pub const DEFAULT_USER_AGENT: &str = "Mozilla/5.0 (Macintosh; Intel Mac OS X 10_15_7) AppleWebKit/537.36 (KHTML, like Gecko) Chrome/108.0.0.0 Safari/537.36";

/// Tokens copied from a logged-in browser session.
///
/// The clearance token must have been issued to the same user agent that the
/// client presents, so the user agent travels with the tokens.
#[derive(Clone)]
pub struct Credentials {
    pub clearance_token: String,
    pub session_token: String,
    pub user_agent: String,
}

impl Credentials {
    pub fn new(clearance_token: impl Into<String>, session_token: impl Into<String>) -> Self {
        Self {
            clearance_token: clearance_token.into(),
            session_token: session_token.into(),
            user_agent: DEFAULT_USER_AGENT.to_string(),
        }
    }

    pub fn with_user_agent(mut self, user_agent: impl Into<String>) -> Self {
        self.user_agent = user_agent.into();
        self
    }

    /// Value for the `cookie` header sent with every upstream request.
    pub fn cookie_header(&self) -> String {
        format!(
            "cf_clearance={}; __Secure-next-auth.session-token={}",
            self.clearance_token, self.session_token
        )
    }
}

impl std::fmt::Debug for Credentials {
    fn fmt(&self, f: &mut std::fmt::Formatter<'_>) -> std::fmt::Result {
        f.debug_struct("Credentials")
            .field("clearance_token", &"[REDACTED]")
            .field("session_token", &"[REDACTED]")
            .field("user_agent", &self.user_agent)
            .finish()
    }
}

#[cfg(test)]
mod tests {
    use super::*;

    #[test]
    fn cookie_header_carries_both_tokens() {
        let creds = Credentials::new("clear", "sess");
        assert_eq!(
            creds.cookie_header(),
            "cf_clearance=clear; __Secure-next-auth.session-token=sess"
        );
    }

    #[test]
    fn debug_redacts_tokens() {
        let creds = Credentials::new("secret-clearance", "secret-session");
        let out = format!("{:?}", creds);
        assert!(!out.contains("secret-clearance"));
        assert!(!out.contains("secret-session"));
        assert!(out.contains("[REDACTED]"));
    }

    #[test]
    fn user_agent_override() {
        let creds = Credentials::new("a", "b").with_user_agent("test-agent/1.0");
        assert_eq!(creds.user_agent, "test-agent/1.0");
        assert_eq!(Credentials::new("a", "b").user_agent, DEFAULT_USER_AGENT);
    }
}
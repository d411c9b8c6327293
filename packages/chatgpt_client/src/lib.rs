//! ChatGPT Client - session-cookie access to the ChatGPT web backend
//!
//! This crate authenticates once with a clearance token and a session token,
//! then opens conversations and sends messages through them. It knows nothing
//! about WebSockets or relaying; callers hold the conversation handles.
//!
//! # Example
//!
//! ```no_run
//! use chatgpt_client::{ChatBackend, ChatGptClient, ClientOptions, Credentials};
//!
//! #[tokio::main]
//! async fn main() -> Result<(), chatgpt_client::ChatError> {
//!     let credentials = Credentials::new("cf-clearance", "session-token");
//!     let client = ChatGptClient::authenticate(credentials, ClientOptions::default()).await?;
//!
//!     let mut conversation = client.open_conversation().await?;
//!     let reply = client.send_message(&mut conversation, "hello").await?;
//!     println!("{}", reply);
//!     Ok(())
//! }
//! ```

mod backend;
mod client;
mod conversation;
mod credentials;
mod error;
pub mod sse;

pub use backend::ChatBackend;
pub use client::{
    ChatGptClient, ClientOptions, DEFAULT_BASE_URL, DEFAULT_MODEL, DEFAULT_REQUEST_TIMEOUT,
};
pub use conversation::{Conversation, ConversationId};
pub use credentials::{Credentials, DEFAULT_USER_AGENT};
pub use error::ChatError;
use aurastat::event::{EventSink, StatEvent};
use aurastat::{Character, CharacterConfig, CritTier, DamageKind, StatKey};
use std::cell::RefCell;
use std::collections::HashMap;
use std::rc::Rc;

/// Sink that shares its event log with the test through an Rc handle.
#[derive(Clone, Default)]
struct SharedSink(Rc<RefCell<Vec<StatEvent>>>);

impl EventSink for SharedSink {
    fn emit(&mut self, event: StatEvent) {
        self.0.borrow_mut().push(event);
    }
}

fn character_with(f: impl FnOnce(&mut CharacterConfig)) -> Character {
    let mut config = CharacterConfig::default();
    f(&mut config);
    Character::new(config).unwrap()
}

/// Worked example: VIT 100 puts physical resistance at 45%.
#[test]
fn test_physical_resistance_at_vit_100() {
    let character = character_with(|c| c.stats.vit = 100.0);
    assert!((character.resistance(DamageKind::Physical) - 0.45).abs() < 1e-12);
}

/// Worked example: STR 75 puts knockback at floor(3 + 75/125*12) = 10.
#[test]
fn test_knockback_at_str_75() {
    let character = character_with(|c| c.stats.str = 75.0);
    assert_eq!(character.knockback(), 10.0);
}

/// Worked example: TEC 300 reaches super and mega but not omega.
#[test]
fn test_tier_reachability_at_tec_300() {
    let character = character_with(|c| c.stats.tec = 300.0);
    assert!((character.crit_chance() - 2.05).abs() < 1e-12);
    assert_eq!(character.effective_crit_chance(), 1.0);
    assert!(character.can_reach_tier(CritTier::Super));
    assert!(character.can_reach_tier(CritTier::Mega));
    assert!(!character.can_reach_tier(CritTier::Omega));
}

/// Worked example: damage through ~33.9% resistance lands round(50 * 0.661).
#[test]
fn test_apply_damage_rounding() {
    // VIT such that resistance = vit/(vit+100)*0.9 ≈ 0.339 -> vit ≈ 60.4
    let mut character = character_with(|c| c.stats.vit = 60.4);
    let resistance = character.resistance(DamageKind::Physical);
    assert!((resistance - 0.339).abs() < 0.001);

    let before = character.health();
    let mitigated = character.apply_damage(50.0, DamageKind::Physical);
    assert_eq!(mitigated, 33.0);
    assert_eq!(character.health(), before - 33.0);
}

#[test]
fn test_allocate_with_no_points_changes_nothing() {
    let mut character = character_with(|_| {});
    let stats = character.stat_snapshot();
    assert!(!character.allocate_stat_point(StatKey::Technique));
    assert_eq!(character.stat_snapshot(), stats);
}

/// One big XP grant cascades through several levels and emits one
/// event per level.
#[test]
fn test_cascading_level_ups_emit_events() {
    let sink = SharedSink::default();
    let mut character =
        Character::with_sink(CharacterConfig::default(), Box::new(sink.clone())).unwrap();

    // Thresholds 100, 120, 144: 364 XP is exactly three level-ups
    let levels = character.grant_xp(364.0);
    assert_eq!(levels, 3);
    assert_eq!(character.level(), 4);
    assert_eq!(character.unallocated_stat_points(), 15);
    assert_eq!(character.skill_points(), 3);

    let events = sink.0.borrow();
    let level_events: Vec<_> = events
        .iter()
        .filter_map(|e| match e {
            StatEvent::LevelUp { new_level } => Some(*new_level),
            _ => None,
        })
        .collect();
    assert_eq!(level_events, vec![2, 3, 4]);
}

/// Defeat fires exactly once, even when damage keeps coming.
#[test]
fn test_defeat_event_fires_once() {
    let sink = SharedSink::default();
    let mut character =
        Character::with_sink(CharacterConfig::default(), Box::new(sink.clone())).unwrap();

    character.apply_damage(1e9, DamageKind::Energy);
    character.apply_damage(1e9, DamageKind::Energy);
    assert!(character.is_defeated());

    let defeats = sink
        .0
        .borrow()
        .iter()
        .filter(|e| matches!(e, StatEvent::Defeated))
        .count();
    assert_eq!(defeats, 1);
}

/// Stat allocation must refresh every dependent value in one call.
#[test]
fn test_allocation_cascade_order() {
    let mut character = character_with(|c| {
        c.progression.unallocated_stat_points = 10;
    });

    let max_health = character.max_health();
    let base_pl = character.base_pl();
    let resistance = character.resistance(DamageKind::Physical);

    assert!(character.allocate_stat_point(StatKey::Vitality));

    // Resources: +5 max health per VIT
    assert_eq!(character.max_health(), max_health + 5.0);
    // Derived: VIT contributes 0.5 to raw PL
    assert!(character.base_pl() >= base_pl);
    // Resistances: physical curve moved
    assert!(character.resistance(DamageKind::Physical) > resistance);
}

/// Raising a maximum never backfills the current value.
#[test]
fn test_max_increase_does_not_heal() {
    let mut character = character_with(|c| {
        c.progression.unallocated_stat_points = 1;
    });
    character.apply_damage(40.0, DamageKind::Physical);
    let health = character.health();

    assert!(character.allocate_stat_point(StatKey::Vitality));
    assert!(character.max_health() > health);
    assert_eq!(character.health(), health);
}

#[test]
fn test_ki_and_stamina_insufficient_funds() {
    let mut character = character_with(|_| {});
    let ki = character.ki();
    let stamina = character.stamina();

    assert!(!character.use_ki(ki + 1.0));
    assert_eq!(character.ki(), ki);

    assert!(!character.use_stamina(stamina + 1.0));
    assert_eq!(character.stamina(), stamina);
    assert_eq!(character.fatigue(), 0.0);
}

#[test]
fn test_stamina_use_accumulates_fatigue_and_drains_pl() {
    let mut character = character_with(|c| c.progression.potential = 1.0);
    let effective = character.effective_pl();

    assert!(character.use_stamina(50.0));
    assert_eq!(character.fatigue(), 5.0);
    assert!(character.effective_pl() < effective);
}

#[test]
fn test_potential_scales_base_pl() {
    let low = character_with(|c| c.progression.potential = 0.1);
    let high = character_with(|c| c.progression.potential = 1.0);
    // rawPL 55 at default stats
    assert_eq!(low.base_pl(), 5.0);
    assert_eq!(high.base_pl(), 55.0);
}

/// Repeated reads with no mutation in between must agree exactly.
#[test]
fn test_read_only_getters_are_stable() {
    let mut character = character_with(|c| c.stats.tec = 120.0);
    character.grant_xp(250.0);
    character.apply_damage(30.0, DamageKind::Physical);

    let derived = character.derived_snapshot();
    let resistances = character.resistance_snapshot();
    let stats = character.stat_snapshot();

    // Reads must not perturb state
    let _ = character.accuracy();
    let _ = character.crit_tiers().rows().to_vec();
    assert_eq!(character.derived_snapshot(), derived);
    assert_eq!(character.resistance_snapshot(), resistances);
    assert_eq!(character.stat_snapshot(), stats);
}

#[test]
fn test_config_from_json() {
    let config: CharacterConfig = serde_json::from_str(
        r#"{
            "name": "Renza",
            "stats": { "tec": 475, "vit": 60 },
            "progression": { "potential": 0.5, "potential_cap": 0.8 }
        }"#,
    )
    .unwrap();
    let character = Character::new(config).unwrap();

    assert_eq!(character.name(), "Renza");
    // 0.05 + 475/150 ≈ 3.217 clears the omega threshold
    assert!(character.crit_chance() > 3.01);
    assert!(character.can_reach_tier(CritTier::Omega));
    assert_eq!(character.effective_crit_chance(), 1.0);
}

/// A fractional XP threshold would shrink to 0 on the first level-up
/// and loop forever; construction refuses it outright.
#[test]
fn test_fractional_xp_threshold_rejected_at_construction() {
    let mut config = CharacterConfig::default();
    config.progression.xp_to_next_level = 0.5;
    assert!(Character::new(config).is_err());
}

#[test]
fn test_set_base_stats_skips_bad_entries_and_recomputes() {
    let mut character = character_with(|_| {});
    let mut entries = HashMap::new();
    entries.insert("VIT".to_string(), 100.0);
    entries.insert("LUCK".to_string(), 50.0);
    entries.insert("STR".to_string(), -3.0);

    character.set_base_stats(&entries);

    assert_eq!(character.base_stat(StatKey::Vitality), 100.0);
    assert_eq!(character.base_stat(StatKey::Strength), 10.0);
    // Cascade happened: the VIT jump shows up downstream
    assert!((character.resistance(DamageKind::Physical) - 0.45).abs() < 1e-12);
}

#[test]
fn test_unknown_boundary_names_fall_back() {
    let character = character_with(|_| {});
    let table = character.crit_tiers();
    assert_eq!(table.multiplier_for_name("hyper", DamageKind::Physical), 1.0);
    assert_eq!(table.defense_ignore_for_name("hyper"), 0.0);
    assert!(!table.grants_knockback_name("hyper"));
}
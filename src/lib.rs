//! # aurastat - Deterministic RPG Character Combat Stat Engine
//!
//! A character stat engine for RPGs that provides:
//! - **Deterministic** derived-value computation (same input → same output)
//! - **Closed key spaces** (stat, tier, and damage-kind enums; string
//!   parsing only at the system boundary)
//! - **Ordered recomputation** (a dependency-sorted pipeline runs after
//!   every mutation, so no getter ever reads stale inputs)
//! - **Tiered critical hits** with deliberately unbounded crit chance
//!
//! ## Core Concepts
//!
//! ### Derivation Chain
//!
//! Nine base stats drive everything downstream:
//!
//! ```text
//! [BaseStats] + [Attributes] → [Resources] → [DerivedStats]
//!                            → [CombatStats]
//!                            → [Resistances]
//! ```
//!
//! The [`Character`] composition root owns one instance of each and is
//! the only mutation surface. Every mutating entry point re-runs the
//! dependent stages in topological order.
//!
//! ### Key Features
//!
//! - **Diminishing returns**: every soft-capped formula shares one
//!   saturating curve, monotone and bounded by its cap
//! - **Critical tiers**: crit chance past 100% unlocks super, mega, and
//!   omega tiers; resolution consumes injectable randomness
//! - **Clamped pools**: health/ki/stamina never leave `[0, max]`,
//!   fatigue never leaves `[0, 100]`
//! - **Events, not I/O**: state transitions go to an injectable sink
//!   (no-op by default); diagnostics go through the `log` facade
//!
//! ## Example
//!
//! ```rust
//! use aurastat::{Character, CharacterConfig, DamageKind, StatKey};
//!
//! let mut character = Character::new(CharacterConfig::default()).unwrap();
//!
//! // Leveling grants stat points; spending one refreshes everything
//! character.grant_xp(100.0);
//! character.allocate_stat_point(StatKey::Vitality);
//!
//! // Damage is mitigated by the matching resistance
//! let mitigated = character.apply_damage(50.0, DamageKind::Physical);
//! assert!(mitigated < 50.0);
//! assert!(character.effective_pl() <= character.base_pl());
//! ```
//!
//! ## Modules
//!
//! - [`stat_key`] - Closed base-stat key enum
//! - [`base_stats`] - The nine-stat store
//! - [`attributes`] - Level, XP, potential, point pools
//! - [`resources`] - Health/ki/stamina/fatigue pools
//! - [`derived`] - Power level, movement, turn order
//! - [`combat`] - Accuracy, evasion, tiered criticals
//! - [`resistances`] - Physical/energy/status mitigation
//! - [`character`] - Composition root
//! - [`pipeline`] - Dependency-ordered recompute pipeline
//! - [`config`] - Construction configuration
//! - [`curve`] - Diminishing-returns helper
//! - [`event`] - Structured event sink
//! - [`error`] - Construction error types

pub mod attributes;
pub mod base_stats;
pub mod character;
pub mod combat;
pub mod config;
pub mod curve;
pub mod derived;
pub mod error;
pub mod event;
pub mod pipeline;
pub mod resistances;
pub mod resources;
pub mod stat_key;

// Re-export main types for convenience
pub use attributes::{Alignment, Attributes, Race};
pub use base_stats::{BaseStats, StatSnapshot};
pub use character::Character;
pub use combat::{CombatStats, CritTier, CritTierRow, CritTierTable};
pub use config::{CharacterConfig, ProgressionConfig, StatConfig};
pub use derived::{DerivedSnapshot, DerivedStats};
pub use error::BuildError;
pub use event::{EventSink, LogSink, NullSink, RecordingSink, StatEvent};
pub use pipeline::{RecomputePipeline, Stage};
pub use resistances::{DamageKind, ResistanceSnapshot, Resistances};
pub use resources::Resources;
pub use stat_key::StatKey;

**TASK PROMPT:** Looking at the data above, report how many of its lines include the word "unwrap". The number alone is the answer.

**SOLVED PROBLEM:** 6